Below are entries; count each line that holds the word "guid" and report the number without any other words.

====== Data supplied ======

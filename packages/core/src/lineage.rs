//! Lineage graph retrieval.
//!
//! Both operations require `direction` (`INPUT`, `OUTPUT`, or `BOTH`) in the
//! options. A call without it fails locally with
//! [`Error::MissingParameter`](crate::Error::MissingParameter) before any I/O.

use crate::executor::Executor;
use crate::operation::Operation;
use crate::options::RequestOptions;
use crate::request::RequestBuilder;
use crate::service::ServiceClient;

#[derive(Clone)]
pub struct Lineage<E> {
    client: ServiceClient<E>,
}

impl<E: Executor> Lineage<E> {
    pub fn new(client: ServiceClient<E>) -> Self {
        Self { client }
    }

    /// The lineage graph around the entity `guid`.
    ///
    /// Options: `direction` (required), `depth`, `width`, `includeParent`,
    /// `getDerivedLineage`.
    pub fn get_lineage_graph(&self, guid: &str, options: RequestOptions) -> E::Call {
        self.client.execute(
            RequestBuilder::new(Operation::GetLineageGraph)
                .path_param("guid", guid)
                .options(options),
        )
    }

    /// The next page of relations around `guid`.
    ///
    /// Options: `direction` (required), `getDerivedLineage`, `offset`,
    /// `limit`. The caller tracks `offset` between calls.
    pub fn next_page_lineage(&self, guid: &str, options: RequestOptions) -> E::Call {
        self.client.execute(
            RequestBuilder::new(Operation::NextPageLineage)
                .path_param("guid", guid)
                .options(options),
        )
    }
}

======

Your response: 6